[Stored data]
=====
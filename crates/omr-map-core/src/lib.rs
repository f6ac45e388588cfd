//! Answer-mapping engine for scanned multiple-choice answer sheets.
//!
//! Two independent object detectors run on each page: one locates the
//! answer-option glyphs (A/B/C/D, plus an optional whole-block marker),
//! the other locates filled/circled marks and question-number anchors.
//! This crate fuses the two box sets into an ordered mapping from question
//! number to selected answer(s) and a status code (`ok`, `blank`,
//! `multiple`), ready for a downstream grading step.
//!
//! The pipeline is strictly forward: raw boxes → classified entities →
//! matched pairs → rows → per-question verdicts → aggregated global
//! result → formatted report. Each stage consumes immutable inputs and
//! produces a new structure; per-page mapping is stateless, so pages may
//! be processed from parallel workers and aggregated afterwards.
//!
//! ## Quickstart
//!
//! ```
//! use omr_map_core::{aggregate_pages, format_report, AnswerMapper, Detection, BBox};
//!
//! let mapper = AnswerMapper::default();
//!
//! // Class 0..=3 are A..D for the glyph detector; class 0 is a mark
//! // circle for the structure detector (both configurable).
//! let glyphs: Vec<Detection> = (0..4)
//!     .map(|i| Detection {
//!         bbox: BBox::new(i as f32 * 100.0, 100.0, i as f32 * 100.0 + 20.0, 120.0),
//!         class_id: i,
//!         confidence: 0.9,
//!     })
//!     .collect();
//! let marks = vec![Detection {
//!     bbox: BBox::new(100.0, 100.0, 120.0, 120.0),
//!     class_id: 0,
//!     confidence: 0.9,
//! }];
//!
//! let page = mapper.map_page(&glyphs, &marks);
//! let global = aggregate_pages(&[page]);
//! assert_eq!(format_report(&global), "Q1: B [ok]\n");
//! ```

mod aggregate;
mod classify;
mod geom;
mod infer;
mod io;
mod mapper;
mod match_marks;
mod params;
mod report;
mod rows;
mod types;

#[cfg(feature = "image")]
mod detect;
#[cfg(feature = "tracing")]
mod logger;

pub use aggregate::{aggregate_pages, Aggregator, GlobalResult};
pub use classify::{classify, ClassConfig, ClassifiedPage};
pub use geom::BBox;
pub use infer::{infer_row, infer_rows};
pub use io::{OmrIoError, PageDetections};
pub use mapper::AnswerMapper;
pub use match_marks::match_marks;
pub use params::MapParams;
pub use report::format_report;
pub use rows::{mean_circle_height, segment_rows, Row};
pub use types::{
    Answer, Detection, MarkCircle, OptionGlyph, OptionLabel, PageResult, Provenance,
    QuestionAnchor, QuestionResult, RowStatus,
};

#[cfg(feature = "image")]
pub use detect::{map_page_with, BoxDetector, DetectorError};
#[cfg(feature = "tracing")]
pub use logger::init_tracing;
//! Axis-aligned box geometry for detector output.
//!
//! Everything downstream (matching, row segmentation, inference) works on
//! these boxes alone; no image data reaches this crate.

use nalgebra::Point2;
use serde::{Deserialize, Serialize};

/// Axis-aligned bounding box with `x1 <= x2` and `y1 <= y2`.
///
/// Constructed via [`BBox::new`], which normalizes swapped coordinates, so
/// the ordering invariant holds for every value in the pipeline.
#[derive(Clone, Copy, Debug, PartialEq, Serialize, Deserialize)]
pub struct BBox {
    pub x1: f32,
    pub y1: f32,
    pub x2: f32,
    pub y2: f32,
}

impl BBox {
    /// Build a box from two corner points in any order.
    pub fn new(x1: f32, y1: f32, x2: f32, y2: f32) -> Self {
        Self {
            x1: x1.min(x2),
            y1: y1.min(y2),
            x2: x1.max(x2),
            y2: y1.max(y2),
        }
    }

    pub fn width(&self) -> f32 {
        self.x2 - self.x1
    }

    pub fn height(&self) -> f32 {
        self.y2 - self.y1
    }

    /// Box area. Zero for degenerate boxes.
    pub fn area(&self) -> f32 {
        self.width() * self.height()
    }

    pub fn center(&self) -> Point2<f32> {
        Point2::new((self.x1 + self.x2) * 0.5, (self.y1 + self.y2) * 0.5)
    }

    /// Overlap area with another box.
    ///
    /// Disjoint or degenerate boxes yield exactly `0.0`; a box overlapped
    /// with itself yields its own area.
    pub fn overlap_area(&self, other: &BBox) -> f32 {
        let w = self.x2.min(other.x2) - self.x1.max(other.x1);
        let h = self.y2.min(other.y2) - self.y1.max(other.y1);
        if w <= 0.0 || h <= 0.0 {
            return 0.0;
        }
        w * h
    }

    /// True when the two boxes share any positive area.
    pub fn overlaps(&self, other: &BBox) -> bool {
        self.overlap_area(other) > 0.0
    }
}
=====
* Your goal *
In the entries above, restate word for word the lines between the one holding "mod mapper;" and the one holding "pub fn overlap_area(&self, other: &BBox)", inclusive, and nothing besides.

* Result of the task *
mod mapper;
mod match_marks;
mod params;
mod report;
mod rows;
mod types;

#[cfg(feature = "image")]
mod detect;
#[cfg(feature = "tracing")]
mod logger;

pub use aggregate::{aggregate_pages, Aggregator, GlobalResult};
pub use classify::{classify, ClassConfig, ClassifiedPage};
pub use geom::BBox;
pub use infer::{infer_row, infer_rows};
pub use io::{OmrIoError, PageDetections};
pub use mapper::AnswerMapper;
pub use match_marks::match_marks;
pub use params::MapParams;
pub use report::format_report;
pub use rows::{mean_circle_height, segment_rows, Row};
pub use types::{
    Answer, Detection, MarkCircle, OptionGlyph, OptionLabel, PageResult, Provenance,
    QuestionAnchor, QuestionResult, RowStatus,
};

#[cfg(feature = "image")]
pub use detect::{map_page_with, BoxDetector, DetectorError};
#[cfg(feature = "tracing")]
pub use logger::init_tracing;
//! Axis-aligned box geometry for detector output.
//!
//! Everything downstream (matching, row segmentation, inference) works on
//! these boxes alone; no image data reaches this crate.

use nalgebra::Point2;
use serde::{Deserialize, Serialize};

/// Axis-aligned bounding box with `x1 <= x2` and `y1 <= y2`.
///
/// Constructed via [`BBox::new`], which normalizes swapped coordinates, so
/// the ordering invariant holds for every value in the pipeline.
#[derive(Clone, Copy, Debug, PartialEq, Serialize, Deserialize)]
pub struct BBox {
    pub x1: f32,
    pub y1: f32,
    pub x2: f32,
    pub y2: f32,
}

impl BBox {
    /// Build a box from two corner points in any order.
    pub fn new(x1: f32, y1: f32, x2: f32, y2: f32) -> Self {
        Self {
            x1: x1.min(x2),
            y1: y1.min(y2),
            x2: x1.max(x2),
            y2: y1.max(y2),
        }
    }

    pub fn width(&self) -> f32 {
        self.x2 - self.x1
    }

    pub fn height(&self) -> f32 {
        self.y2 - self.y1
    }

    /// Box area. Zero for degenerate boxes.
    pub fn area(&self) -> f32 {
        self.width() * self.height()
    }

    pub fn center(&self) -> Point2<f32> {
        Point2::new((self.x1 + self.x2) * 0.5, (self.y1 + self.y2) * 0.5)
    }

    /// Overlap area with another box.
    ///
    /// Disjoint or degenerate boxes yield exactly `0.0`; a box overlapped
    /// with itself yields its own area.
    pub fn overlap_area(&self, other: &BBox) -> f32 {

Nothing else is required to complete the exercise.